* _EXERCISE DESCRIPTION_
The expected answer is the set of lines in the data below between the line holding "pub fn is_empty(&self)" and the line holding "let mut spans: Vec<(SegmentId, Range<usize>)>", inclusive, written out exactly.

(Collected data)
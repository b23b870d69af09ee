use std::fs;
use std::path::{Path, PathBuf};
use std::time::Duration;

use serde::{Deserialize, Serialize};

use crate::ascii::{color::Rgb, palette::Palette};
use crate::site::cycle::{CycleTimer, DEFAULT_CYCLE_INTERVAL};
use crate::TintError;

/// Site settings loaded from a TOML file. Every field has a default.
#[derive(Clone, Debug, PartialEq, Serialize, Deserialize)]
#[serde(default)]
pub struct SiteConfig {
    pub palette: Vec<Rgb>,
    pub cycle: CycleConfig,
    pub theme: ThemeConfig,
    pub storage: StorageConfig,
}

#[derive(Clone, Debug, PartialEq, Eq, Serialize, Deserialize)]
#[serde(default)]
pub struct CycleConfig {
    pub enabled: bool,
    pub interval_ms: u64,
}

#[derive(Clone, Debug, PartialEq, Eq, Serialize, Deserialize)]
#[serde(default)]
pub struct ThemeConfig {
    pub dark_image: String,
    pub light_image: String,
}

#[derive(Clone, Debug, Default, PartialEq, Eq, Serialize, Deserialize)]
#[serde(default)]
pub struct StorageConfig {
    /// State file location; `None` leaves the choice to the caller.
    pub path: Option<PathBuf>,
}

impl SiteConfig {
    pub fn load(path: &Path) -> Result<Self, TintError> {
        let contents = fs::read_to_string(path)?;
        Self::from_toml(&contents)
    }

    pub fn from_toml(contents: &str) -> Result<Self, TintError> {
        Ok(toml::from_str(contents)?)
    }

    pub fn palette(&self) -> Result<Palette, TintError> {
        Palette::new(self.palette.clone())
    }
}

impl Default for SiteConfig {
    fn default() -> Self {
        Self {
            palette: Palette::site().colors().to_vec(),
            cycle: CycleConfig::default(),
            theme: ThemeConfig::default(),
            storage: StorageConfig::default(),
        }
    }
}

impl CycleConfig {
    pub fn interval(&self) -> Duration {
        Duration::from_millis(self.interval_ms)
    }

    pub fn timer(&self) -> CycleTimer {
        CycleTimer::new(self.interval(), self.enabled)
    }
}

impl Default for CycleConfig {
    fn default() -> Self {
        Self { enabled: true, interval_ms: DEFAULT_CYCLE_INTERVAL.as_millis() as u64 }
    }
}

impl Default for ThemeConfig {
    fn default() -> Self {
        Self { dark_image: "wordcloud_Dark.png".into(), light_image: "wordcloud_light.png".into() }
    }
}

#[cfg(test)]
mod tests {
    use std::time::Duration;

    use super::SiteConfig;
    use crate::ascii::{color::Rgb, palette::Palette};
    use crate::TintError;

    #[test]
    fn empty_file_uses_defaults() {
        let config = SiteConfig::from_toml("").unwrap();
        assert_eq!(config, SiteConfig::default());
        assert_eq!(config.palette().unwrap(), Palette::site());
        assert_eq!(config.cycle.interval(), Duration::from_millis(7500));
        assert!(config.cycle.enabled);
    }

    #[test]
    fn partial_sections_keep_other_defaults() {
        let config = SiteConfig::from_toml(
            r##"
            palette = ["#000000", "#FFFFFF"]

            [cycle]
            interval_ms = 250

            [storage]
            path = "state/site.json"
            "##,
        )
        .unwrap();

        assert_eq!(config.palette, [Rgb::new(0, 0, 0), Rgb::new(255, 255, 255)]);
        assert_eq!(config.cycle.interval_ms, 250);
        assert!(config.cycle.enabled);
        assert_eq!(config.theme.dark_image, "wordcloud_Dark.png");
        assert_eq!(config.storage.path.as_deref(), Some(std::path::Path::new("state/site.json")));
    }

    #[test]
    fn invalid_colors_and_empty_palettes_are_errors() {
        assert!(matches!(SiteConfig::from_toml("palette = [\"#12\"]"), Err(TintError::Config(_))));

        let config = SiteConfig::from_toml("palette = []").unwrap();
        assert!(matches!(config.palette(), Err(TintError::EmptyPalette)));
    }

    #[test]
    fn load_reads_from_disk() {
        let dir = tempfile::tempdir().unwrap();
        let path = dir.path().join("site.toml");
        std::fs::write(&path, "[cycle]\nenabled = false\n").unwrap();
        let config = SiteConfig::load(&path).unwrap();
        assert!(!config.cycle.enabled);
        assert!(!config.cycle.timer().is_running());

        let missing = SiteConfig::load(&dir.path().join("missing.toml"));
        assert!(matches!(missing, Err(TintError::Io(_))));
    }
}
use std::ops::Range;

use super::grid::GlyphGrid;

/// Index of a column run, numbered left to right from zero.
pub type SegmentId = usize;

/// Partition of a grid's columns into maximal runs of ink columns.
///
/// Blank columns belong to no run. Adjacent ink columns always share a run,
/// even when they visually belong to different letters.
#[derive(Clone, Debug, PartialEq, Eq)]
pub struct ColumnRuns {
    columns: Vec<Option<SegmentId>>,
    count: usize,
}

impl ColumnRuns {
    pub fn scan(grid: &GlyphGrid) -> Self {
        let mut columns = Vec::with_capacity(grid.width());
        let mut count = 0;
        let mut previous_ink = false;

        for column in 0..grid.width() {
            let ink = grid.column_has_ink(column);
            if ink && !previous_ink {
                count += 1;
            }
            columns.push(ink.then(|| count - 1));
            previous_ink = ink;
        }

        Self { columns, count }
    }

    pub fn count(&self) -> usize {
        self.count
    }

    pub fn is_empty(&self) -> bool {
        self.count == 0
    }

    pub fn segment_at(&self, column: usize) -> Option<SegmentId> {
        self.columns.get(column).copied().flatten()
    }

    pub fn columns(&self) -> &[Option<SegmentId>] {
        &self.columns
    }

    /// Column range covered by each run, in id order.
    pub fn spans(&self) -> Vec<(SegmentId, Range<usize>)> {
        let mut spans: Vec<(SegmentId, Range<usize>)> = Vec::with_capacity(self.count);
        for (column, segment) in self.columns.iter().enumerate() {
            let Some(segment) = *segment else {
                continue;
            };
            if let Some((id, range)) = spans.last_mut() {
                if *id == segment {
                    range.end = column + 1;
                    continue;
                }
            }
            spans.push((segment, column..column + 1));
        }
        spans
    }
}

* _WORKED SOLUTION_
    pub fn is_empty(&self) -> bool {
        self.count == 0
    }

    pub fn segment_at(&self, column: usize) -> Option<SegmentId> {
        self.columns.get(column).copied().flatten()
    }

    pub fn columns(&self) -> &[Option<SegmentId>] {
        &self.columns
    }

    /// Column range covered by each run, in id order.
    pub fn spans(&self) -> Vec<(SegmentId, Range<usize>)> {
        let mut spans: Vec<(SegmentId, Range<usize>)> = Vec::with_capacity(self.count);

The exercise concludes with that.